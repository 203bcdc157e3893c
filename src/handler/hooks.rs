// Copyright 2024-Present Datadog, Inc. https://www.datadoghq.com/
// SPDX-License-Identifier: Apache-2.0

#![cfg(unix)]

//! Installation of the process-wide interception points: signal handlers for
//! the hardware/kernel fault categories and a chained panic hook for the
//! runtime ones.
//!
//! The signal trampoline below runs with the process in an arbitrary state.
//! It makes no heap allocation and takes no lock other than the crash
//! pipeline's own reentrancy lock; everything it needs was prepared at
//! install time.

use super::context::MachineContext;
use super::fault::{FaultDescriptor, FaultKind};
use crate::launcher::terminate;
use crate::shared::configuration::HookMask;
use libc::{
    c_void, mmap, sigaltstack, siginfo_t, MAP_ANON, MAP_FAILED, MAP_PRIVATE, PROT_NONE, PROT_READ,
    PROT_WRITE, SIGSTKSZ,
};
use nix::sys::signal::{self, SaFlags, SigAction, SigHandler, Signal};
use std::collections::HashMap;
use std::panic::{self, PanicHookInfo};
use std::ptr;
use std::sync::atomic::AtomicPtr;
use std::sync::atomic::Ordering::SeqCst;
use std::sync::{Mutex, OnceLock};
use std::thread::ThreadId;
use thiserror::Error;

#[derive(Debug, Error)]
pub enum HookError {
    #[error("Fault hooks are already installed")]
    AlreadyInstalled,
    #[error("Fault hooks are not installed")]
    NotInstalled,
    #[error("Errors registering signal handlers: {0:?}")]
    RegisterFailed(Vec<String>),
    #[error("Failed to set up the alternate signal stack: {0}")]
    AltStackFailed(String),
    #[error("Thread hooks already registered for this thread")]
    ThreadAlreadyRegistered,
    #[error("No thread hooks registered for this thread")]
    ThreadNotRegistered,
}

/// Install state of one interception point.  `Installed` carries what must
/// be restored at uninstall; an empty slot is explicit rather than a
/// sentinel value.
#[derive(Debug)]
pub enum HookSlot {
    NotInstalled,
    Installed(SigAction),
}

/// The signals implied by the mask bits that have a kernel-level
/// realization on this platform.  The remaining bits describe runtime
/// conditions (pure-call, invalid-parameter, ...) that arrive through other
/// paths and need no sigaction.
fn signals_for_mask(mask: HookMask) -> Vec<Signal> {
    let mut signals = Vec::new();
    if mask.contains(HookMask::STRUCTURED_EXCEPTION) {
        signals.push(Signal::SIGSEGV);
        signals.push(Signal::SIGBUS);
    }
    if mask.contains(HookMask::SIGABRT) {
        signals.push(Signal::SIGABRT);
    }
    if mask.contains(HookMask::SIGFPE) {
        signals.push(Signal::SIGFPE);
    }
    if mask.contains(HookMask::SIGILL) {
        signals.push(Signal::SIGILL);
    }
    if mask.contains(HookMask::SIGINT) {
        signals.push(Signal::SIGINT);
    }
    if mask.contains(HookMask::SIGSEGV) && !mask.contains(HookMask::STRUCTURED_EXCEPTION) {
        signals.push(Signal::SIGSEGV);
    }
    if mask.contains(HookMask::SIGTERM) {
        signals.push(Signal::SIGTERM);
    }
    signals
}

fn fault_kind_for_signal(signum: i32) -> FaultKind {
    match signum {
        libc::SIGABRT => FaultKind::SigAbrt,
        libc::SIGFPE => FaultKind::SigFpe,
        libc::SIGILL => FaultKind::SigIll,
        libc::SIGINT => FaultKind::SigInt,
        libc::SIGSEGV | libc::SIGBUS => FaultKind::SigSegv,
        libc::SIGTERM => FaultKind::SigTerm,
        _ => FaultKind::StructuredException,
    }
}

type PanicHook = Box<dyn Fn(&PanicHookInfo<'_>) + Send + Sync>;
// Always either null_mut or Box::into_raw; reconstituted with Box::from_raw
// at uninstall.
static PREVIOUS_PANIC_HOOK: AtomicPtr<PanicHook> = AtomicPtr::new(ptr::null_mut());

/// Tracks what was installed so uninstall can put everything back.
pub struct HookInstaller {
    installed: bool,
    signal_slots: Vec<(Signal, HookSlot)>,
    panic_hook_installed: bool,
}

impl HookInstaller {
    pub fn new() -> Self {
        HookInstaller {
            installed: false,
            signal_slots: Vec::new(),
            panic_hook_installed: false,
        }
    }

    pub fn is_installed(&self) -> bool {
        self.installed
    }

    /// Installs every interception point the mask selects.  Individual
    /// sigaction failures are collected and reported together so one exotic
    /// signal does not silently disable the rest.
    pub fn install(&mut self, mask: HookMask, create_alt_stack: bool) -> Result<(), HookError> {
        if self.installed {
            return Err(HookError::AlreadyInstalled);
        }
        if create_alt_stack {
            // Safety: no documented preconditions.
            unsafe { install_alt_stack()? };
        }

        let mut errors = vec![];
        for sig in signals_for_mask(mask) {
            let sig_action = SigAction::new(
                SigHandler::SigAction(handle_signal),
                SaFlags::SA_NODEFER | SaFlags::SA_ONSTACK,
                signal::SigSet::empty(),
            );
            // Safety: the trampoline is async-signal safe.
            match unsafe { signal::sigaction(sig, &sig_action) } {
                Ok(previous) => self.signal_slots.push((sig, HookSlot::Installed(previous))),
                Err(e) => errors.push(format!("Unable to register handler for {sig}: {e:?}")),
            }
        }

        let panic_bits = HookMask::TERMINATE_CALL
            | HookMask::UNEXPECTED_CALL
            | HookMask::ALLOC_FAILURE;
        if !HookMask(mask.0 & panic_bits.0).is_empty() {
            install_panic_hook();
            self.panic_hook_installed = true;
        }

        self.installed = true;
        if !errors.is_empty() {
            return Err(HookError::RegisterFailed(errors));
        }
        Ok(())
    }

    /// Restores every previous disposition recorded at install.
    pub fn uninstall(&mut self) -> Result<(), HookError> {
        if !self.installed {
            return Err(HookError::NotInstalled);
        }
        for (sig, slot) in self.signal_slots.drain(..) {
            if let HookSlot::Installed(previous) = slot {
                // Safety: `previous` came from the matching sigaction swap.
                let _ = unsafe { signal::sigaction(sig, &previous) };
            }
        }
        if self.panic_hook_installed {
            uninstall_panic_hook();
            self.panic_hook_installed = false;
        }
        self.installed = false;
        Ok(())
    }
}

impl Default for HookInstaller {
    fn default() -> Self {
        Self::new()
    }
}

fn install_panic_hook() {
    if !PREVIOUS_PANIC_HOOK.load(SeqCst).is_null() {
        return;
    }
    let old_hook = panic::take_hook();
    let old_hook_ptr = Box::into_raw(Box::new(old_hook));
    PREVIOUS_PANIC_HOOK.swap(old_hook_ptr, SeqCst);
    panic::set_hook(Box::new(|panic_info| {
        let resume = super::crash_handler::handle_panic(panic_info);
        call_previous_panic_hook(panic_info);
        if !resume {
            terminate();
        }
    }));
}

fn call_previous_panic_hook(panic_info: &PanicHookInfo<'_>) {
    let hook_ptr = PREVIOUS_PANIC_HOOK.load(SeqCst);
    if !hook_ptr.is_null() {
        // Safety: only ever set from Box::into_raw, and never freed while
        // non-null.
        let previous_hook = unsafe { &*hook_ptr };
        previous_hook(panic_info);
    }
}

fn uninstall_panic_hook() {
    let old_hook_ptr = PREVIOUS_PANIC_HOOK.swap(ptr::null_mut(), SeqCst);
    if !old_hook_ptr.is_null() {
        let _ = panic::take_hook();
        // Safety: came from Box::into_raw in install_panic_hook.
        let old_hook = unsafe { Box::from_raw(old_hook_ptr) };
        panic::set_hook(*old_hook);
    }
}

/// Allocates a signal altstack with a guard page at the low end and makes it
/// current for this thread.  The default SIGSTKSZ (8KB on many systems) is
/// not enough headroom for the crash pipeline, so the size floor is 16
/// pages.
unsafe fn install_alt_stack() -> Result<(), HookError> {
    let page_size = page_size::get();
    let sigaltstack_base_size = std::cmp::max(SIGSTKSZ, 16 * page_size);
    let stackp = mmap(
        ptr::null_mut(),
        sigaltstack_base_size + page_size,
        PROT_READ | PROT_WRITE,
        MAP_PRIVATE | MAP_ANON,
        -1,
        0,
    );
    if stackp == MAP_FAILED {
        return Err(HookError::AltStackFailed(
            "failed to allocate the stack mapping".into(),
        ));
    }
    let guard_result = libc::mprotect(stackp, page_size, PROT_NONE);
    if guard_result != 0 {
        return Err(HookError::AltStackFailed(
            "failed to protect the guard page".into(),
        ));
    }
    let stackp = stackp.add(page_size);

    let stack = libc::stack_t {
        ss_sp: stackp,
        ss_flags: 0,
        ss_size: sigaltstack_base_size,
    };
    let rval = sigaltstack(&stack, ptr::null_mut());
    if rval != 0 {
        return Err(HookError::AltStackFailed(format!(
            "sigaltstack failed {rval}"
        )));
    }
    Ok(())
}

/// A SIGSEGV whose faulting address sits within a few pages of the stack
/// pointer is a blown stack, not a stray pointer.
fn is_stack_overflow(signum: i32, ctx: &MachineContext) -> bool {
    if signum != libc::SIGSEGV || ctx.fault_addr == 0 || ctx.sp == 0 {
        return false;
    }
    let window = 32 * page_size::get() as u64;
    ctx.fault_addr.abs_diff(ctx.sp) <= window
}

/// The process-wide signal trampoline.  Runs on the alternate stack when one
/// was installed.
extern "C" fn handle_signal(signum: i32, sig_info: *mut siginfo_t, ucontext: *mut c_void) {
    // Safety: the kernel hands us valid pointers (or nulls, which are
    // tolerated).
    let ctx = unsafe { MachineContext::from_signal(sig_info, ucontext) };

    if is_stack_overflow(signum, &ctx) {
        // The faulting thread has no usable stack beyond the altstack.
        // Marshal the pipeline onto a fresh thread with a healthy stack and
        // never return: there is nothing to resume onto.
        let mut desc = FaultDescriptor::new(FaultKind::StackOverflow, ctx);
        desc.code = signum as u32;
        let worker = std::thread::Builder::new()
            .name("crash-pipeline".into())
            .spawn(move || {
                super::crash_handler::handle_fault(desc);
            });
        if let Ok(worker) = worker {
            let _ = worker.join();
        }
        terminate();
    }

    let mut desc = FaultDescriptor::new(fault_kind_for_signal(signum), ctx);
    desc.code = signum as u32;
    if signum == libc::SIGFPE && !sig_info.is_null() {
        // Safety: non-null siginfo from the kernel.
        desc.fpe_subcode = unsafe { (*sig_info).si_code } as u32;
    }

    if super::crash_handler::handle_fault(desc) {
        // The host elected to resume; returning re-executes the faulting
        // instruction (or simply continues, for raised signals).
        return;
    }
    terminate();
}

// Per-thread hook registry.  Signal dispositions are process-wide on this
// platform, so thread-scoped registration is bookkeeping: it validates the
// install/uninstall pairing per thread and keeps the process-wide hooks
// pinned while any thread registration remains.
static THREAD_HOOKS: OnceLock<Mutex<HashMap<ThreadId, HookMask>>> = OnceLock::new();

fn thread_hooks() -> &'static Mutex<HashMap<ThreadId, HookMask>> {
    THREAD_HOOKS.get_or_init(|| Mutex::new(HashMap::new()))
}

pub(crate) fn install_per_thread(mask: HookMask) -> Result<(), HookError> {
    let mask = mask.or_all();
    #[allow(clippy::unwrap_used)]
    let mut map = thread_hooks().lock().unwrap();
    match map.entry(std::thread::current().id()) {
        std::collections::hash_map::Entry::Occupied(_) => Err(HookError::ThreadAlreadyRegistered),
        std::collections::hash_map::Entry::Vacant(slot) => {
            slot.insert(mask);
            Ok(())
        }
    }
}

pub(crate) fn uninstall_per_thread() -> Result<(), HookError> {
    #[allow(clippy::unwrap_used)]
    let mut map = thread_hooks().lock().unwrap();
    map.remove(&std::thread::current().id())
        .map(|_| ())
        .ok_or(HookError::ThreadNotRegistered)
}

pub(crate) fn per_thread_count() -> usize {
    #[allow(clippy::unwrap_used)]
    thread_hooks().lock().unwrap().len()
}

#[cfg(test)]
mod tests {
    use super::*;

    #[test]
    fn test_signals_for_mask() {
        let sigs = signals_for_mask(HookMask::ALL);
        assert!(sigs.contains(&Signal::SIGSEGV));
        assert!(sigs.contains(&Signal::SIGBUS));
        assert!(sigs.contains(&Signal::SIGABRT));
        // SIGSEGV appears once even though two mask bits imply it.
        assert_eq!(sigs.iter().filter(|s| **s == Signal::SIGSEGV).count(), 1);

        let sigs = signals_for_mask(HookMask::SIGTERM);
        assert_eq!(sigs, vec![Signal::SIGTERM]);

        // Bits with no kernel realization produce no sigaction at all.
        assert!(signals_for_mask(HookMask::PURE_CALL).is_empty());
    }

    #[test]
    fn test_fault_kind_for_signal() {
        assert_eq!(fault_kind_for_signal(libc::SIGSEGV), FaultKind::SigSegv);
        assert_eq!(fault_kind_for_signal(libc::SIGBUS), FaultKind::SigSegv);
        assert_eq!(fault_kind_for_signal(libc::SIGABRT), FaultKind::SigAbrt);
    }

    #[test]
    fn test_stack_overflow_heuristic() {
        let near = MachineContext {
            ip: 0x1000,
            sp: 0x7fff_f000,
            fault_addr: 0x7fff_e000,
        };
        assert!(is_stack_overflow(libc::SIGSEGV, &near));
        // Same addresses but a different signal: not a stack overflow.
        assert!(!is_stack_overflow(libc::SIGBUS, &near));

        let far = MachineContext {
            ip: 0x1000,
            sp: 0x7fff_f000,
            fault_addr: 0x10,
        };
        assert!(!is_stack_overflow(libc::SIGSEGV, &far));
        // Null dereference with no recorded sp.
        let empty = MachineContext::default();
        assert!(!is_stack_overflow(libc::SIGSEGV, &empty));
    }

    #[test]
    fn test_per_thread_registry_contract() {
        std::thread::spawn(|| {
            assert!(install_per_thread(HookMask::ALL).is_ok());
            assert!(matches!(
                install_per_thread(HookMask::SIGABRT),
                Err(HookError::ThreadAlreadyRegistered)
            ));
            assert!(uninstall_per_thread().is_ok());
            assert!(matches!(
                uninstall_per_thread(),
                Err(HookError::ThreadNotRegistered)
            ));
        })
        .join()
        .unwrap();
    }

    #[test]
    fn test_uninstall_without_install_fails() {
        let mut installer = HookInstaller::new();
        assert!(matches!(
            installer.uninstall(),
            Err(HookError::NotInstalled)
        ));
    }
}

-=-=-

- _What needs to be done_
Find "pub fn new()" in the entries above and copy that whole line exactly, then each line after it through the line that contains "so one exotic".

- _Problem solution_
    pub fn new() -> Self {
        HookInstaller {
            installed: false,
            signal_slots: Vec::new(),
            panic_hook_installed: false,
        }
    }

    pub fn is_installed(&self) -> bool {
        self.installed
    }

    /// Installs every interception point the mask selects.  Individual
    /// sigaction failures are collected and reported together so one exotic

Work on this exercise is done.